- Genre: talk show
- Country of origin: Canada
- Original language: English
- No. of seasons: 1
- No. of episodes: 3

Production
- Executive producer: David Walberg
- Producer: Frank Prendergast
- Running time: 30 minutes

Original release
- Network: OUTtv
- Release: February 9, 2009

= Dish! =

Dish! is a Canadian English language talk show. Dish! premiered on February 9, 2009 at 10:30 p.m. EST on the Canadian specialty channel, OUT TV.

==Premise==
Dish! is described as a multi-platform talk series featured in print, on the Internet and television. Dish! is a three-part talk series where prominent members of the LGBT community are interviewed by one of their peers.

==Season 1==

===Episode 1===
The first episode features actor and comedian Scott Thompson being interviewed by fellow comedian Elvira Kurt. The episode premiered on OUTtv, Xtra.ca and a portion of the transcript interview was featured in the Pink Triangle Press owned magazines Xtra!, Xtra!
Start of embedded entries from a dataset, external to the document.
//! The `/predict` request handler.
//!
//! Request: `POST /predict` with `{"text": "..."}`.
//! Response: the [`PredictionResult`] JSON, or an error body:
//!
//! | condition                        | status | body                                   |
//! |----------------------------------|--------|----------------------------------------|
//! | `text` missing, null or empty    | 400    | `{"error": "Text is required"}`        |
//! | body is not a JSON request       | 400    | `{"error": ..., <fallback prediction>}` |
//! | unknown path                     | 404    | `{"error": "Not found"}`               |
//! | OPTIONS, preflight or not        | 200    | empty, with the CORS headers           |
//! | any other method                 | 405    | `{"error": "Method not allowed"}`      |

use std::convert::Infallible;
use std::fmt::Display;
use std::future::Future;
use std::pin::Pin;
use std::sync::Arc;
use std::task::{Context, Poll};

use bytes::Bytes;
use http_body_util::{BodyExt, Full};
use hyper::body::Body;
use hyper::header::{self, HeaderName, HeaderValue};
use hyper::{Method, Request, Response, StatusCode};
use parley_nlu::{PredictionResult, Predictor};
use serde::{Deserialize, Serialize};
use tower::Service;
use tower_http::cors::{Any, CorsLayer};
use tracing::{debug, info, warn};

/// The only routed path.
pub const PREDICT_PATH: &str = "/predict";

/// Body of a prediction request.
#[derive(Debug, Clone, Default, Deserialize, Serialize)]
pub struct PredictRequest {
    #[serde(default)]
    pub text: Option<String>,
}

/// Body of every non-200 response.
#[derive(Debug, Clone, Serialize, Deserialize)]
pub struct ErrorBody {
    pub error: String,
    /// Present when the request was unreadable, so callers that only look at
    /// the prediction fields still get a well-formed answer.
    #[serde(flatten, default, skip_serializing_if = "Option::is_none")]
    pub fallback: Option<PredictionResult>,
}

impl ErrorBody {
    pub fn new(error: impl Into<String>) -> Self {
        ErrorBody {
            error: error.into(),
            fallback: None,
        }
    }

    pub fn with_fallback(mut self) -> Self {
        self.fallback = Some(PredictionResult::fallback());
        self
    }
}

/// CORS policy matching the headers browser clients send.
pub fn cors_layer() -> CorsLayer {
    CorsLayer::new()
        .allow_origin(Any)
        .allow_methods([Method::POST, Method::OPTIONS])
        .allow_headers([
            header::AUTHORIZATION,
            header::CONTENT_TYPE,
            HeaderName::from_static("x-client-info"),
            HeaderName::from_static("apikey"),
        ])
}

/// Tower service answering prediction requests.
#[derive(Debug, Clone)]
pub struct PredictService {
    predictor: Arc<Predictor>,
}

impl PredictService {
    pub fn new(predictor: Arc<Predictor>) -> Self {
        PredictService { predictor }
    }
}

impl<B> Service<Request<B>> for PredictService
where
    B: Body + Send + 'static,
    B::Data: Send,
    B::Error: Display,
{
    type Response = Response<Full<Bytes>>;
    type Error = Infallible;
    type Future = Pin<Box<dyn Future<Output = Result<Self::Response, Self::Error>> + Send>>;

    fn poll_ready(&mut self, _cx: &mut Context<'_>) -> Poll<Result<(), Self::Error>> {
        Poll::Ready(Ok(()))
    }

    fn call(&mut self, request: Request<B>) -> Self::Future {
        let predictor = Arc::clone(&self.predictor);
        Box::pin(async move { Ok(handle(&predictor, request).await) })
    }
}

/// Route and answer a single request.
pub async fn handle<B>(predictor: &Predictor, request: Request<B>) -> Response<Full<Bytes>>
where
    B: Body,
    B::Error: Display,
{
    let method = request.method().clone();
    let path = request.uri().path().to_string();

    let response = if path != PREDICT_PATH {
        json_response(StatusCode::NOT_FOUND, &ErrorBody::new("Not found"))
    } else if method == Method::OPTIONS {
        Response::new(Full::new(Bytes::new()))
    } else if method != Method::POST {
        let mut response =
            json_response(StatusCode::METHOD_NOT_ALLOWED, &ErrorBody::new("Method not allowed"));
        response
            .headers_mut()
            .insert(header::ALLOW, HeaderValue::from_static("POST, OPTIONS"));
        response
    } else {
        predict(predictor, request.into_body()).await
    };

    info!(%method, %path, status = response.status().as_u16(), "handled request");
    response
}

async fn predict<B>(predictor: &Predictor, body: B) -> Response<Full<Bytes>>
where
    B: Body,
    B::Error: Display,
{
    let bytes = match body.collect().await {
        Ok(collected) => collected.to_bytes(),
        Err(error) => {
            warn!(%error, "failed to read request body");
            return json_response(
                StatusCode::BAD_REQUEST,
                &ErrorBody::new(error.to_string()).with_fallback(),
            );
        }
    };

    let request: PredictRequest = match serde_json::from_slice(&bytes) {
        Ok(request) => request,
        Err(error) => {
            warn!(%error, "malformed prediction request");
            return json_response(
                StatusCode::BAD_REQUEST,
                &ErrorBody::new(error.to_string()).with_fallback(),
            );
        }
    };

    let text = match request.text {
        Some(text) if !text.is_empty() => text,
        _ => {
            return json_response(StatusCode::BAD_REQUEST, &ErrorBody::new("Text is required"));
        }
    };

    let result = predictor.predict(&text);
    debug!(intent = %result.intent, entities = result.entities.len(), "prediction");

    json_response(StatusCode::OK, &result)
}

fn json_response<T: Serialize>(status: StatusCode, body: &T) -> Response<Full<Bytes>> {
    let (status, bytes) = match serde_json::to_vec(body) {
        Ok(bytes) => (status, Bytes::from(bytes)),
        Err(error) => {
            warn!(%error, "failed to encode response");
            (
                StatusCode::INTERNAL_SERVER_ERROR,
                Bytes::from_static(br#"{"error":"Failed to encode response"}"#),
            )
        }
    };

    let mut response = Response::new(Full::new(bytes));
    *response.status_mut() = status;
    response.headers_mut().insert(
        header::CONTENT_TYPE,
        HeaderValue::from_static("application/json"),
    );
    response
}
West and Capital Xtra!.

===Episode 2===
The second episode features novelist Colm Toibin interviewed by Emma Donoghue. The episode was shown on OUTtv, Xtra.ca and portions of the transcript interview were featured in Xtra!, Xtra! West and Capital Xtra!.

===Episode 3===
The third episode features filmmaker Terence Davies interviewed by Noah Cowan. The interview was featured exclusively on Xtra.ca.